* _ASSIGNED TASK_: If a line below includes the string "super", copy it.

* _MATERIALS PROVIDED_:

++++++++++++++++++++

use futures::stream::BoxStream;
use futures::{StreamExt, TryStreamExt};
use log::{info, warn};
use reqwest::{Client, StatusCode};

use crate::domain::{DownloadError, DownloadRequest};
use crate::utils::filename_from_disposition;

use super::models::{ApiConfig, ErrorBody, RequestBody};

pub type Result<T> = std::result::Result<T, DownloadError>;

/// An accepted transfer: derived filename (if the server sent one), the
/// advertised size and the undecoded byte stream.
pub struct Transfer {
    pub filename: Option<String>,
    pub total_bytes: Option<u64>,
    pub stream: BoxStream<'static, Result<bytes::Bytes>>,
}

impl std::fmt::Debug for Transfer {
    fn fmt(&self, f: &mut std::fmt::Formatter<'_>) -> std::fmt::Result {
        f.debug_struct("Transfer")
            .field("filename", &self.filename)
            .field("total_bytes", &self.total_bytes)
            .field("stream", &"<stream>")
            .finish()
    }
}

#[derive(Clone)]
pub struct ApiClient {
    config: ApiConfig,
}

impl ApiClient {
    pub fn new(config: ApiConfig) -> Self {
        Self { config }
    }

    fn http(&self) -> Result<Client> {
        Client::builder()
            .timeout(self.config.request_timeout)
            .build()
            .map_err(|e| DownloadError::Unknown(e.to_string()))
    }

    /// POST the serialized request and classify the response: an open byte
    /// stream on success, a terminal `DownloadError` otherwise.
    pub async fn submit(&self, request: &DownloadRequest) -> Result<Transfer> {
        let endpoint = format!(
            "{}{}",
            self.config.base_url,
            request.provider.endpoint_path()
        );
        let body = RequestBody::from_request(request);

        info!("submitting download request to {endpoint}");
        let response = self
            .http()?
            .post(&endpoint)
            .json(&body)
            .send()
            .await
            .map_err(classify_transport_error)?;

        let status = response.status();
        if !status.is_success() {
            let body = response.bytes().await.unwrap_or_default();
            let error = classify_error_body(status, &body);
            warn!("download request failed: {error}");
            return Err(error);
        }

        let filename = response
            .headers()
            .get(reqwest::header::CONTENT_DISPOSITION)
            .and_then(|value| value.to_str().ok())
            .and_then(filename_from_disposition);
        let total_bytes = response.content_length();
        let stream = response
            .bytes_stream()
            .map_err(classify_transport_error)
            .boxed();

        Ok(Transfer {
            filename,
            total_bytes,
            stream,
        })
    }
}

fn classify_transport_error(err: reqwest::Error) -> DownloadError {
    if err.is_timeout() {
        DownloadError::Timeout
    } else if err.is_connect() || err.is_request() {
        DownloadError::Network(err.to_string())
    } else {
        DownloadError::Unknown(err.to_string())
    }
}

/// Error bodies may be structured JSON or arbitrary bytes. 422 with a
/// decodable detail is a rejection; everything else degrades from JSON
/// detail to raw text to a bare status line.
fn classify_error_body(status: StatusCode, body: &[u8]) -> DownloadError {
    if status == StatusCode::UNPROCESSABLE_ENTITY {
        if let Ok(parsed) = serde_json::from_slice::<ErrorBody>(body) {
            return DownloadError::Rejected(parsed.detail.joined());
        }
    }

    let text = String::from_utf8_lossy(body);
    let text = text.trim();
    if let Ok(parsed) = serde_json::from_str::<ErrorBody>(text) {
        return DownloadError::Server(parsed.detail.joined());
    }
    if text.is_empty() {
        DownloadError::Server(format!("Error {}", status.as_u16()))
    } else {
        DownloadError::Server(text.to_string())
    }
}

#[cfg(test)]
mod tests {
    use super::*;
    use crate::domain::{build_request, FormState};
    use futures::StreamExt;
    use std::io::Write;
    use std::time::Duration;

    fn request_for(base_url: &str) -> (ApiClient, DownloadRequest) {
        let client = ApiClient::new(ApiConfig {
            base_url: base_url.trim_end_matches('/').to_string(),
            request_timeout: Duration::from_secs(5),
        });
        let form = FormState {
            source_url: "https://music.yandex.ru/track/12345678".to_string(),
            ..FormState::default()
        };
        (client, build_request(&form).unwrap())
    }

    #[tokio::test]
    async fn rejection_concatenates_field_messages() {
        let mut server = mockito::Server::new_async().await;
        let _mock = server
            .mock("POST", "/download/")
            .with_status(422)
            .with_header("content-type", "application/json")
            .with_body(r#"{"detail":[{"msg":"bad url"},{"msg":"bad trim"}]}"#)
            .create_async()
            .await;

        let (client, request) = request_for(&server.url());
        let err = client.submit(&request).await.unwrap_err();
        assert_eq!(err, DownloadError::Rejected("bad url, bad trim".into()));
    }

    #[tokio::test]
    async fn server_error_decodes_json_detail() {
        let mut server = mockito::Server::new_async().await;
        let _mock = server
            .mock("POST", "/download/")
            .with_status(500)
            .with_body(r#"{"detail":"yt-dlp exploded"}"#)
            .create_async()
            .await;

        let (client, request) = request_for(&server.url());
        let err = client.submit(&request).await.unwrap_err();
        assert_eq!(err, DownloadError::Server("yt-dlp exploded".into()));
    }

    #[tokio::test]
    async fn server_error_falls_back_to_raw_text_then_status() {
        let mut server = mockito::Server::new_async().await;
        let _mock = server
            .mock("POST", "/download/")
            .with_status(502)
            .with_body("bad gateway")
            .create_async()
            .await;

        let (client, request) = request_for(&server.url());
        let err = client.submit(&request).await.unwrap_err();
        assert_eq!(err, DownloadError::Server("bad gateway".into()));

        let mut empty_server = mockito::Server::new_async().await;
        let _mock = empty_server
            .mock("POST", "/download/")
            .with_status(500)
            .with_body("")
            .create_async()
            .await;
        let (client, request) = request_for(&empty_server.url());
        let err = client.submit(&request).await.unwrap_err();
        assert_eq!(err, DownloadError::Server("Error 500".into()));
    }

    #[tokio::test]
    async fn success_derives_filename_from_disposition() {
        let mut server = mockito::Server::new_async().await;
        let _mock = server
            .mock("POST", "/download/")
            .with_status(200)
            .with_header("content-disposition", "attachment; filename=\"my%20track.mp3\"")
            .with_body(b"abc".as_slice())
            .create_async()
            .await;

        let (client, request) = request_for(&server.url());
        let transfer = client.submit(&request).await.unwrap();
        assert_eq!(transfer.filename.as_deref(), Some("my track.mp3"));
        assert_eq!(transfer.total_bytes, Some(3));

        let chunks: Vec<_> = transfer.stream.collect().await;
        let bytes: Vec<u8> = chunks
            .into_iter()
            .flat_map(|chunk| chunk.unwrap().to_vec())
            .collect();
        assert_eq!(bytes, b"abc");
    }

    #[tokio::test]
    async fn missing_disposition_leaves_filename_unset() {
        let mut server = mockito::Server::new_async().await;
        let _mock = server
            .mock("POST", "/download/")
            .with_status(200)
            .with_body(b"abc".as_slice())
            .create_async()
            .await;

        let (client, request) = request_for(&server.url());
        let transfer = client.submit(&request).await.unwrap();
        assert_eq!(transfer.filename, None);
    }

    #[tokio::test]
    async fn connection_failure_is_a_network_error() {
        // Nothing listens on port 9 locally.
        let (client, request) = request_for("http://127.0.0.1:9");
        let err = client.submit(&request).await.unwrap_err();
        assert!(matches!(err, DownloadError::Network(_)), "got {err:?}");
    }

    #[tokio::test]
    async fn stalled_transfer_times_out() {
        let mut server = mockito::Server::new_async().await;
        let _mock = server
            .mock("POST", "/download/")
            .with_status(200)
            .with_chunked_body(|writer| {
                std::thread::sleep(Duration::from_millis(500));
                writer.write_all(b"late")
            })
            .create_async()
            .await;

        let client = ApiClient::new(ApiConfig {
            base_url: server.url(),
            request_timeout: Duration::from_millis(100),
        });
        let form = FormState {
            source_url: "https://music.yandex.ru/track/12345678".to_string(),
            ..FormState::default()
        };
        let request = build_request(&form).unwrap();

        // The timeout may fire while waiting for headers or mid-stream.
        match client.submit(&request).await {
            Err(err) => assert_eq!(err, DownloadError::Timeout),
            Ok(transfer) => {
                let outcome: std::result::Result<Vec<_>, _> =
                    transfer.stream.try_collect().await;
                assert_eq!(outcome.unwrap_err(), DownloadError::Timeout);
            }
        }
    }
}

++++++++++++++++++++

* _RESPONSE FOR THIS EXERCISE_:
use super::models::{ApiConfig, ErrorBody, RequestBody};
    use super::*;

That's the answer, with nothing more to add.